▶ **Try it**:
Reproduce every record exactly as written.

[Stored items]

§ §

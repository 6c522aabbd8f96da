mod v0;

use actix_web::{middleware, App, HttpServer};
use structopt::StructOpt;

#[derive(Debug, StructOpt)]
pub(crate) struct CliArgs {
    /// The bind address for the REST interface
    /// Default: 0.0.0.0:8080
    #[structopt(long, default_value = "0.0.0.0:8080")]
    bind: String,
    /// The Nats Server URL or address to connect to
    /// Default: nats://0.0.0.0:4222
    #[structopt(long, short, default_value = "nats://0.0.0.0:4222")]
    nats: String,
}

fn init_tracing() {
    if let Ok(filter) = tracing_subscriber::EnvFilter::try_from_default_env() {
        tracing_subscriber::fmt().with_env_filter(filter).init();
    } else {
        tracing_subscriber::fmt().with_env_filter("info").init();
    }
}

#[actix_web::main]
async fn main() -> std::io::Result<()> {
    init_tracing();

    let cli_args = CliArgs::from_args();
    mbus_api::message_bus_init(cli_args.nats).await;

    HttpServer::new(move || {
        App::new()
            .wrap(middleware::Logger::default())
            .configure(v0::nodes::configure)
            .configure(v0::pools::configure)
            .configure(v0::replicas::configure)
            .configure(v0::volumes::configure)
    })
    .bind(cli_args.bind)?
    .run()
    .await
}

§ §

▶ **Written answer**:
repository 6c522aabbd8f96da
mod v0;

use actix_web::{middleware, App, HttpServer};
use structopt::StructOpt;

#[derive(Debug, StructOpt)]
pub(crate) struct CliArgs {
    /// The bind address for the REST interface
    /// Default: 0.0.0.0:8080
    #[structopt(long, default_value = "0.0.0.0:8080")]
    bind: String,
    /// The Nats Server URL or address to connect to
    /// Default: nats://0.0.0.0:4222
    #[structopt(long, short, default_value = "nats://0.0.0.0:4222")]
    nats: String,
}

fn init_tracing() {
    if let Ok(filter) = tracing_subscriber::EnvFilter::try_from_default_env() {
        tracing_subscriber::fmt().with_env_filter(filter).init();
    } else {
        tracing_subscriber::fmt().with_env_filter("info").init();
    }
}

#[actix_web::main]
async fn main() -> std::io::Result<()> {
    init_tracing();

    let cli_args = CliArgs::from_args();
    mbus_api::message_bus_init(cli_args.nats).await;

    HttpServer::new(move || {
        App::new()
            .wrap(middleware::Logger::default())
            .configure(v0::nodes::configure)
            .configure(v0::pools::configure)
            .configure(v0::replicas::configure)
            .configure(v0::volumes::configure)
    })
    .bind(cli_args.bind)?
    .run()
    .await
}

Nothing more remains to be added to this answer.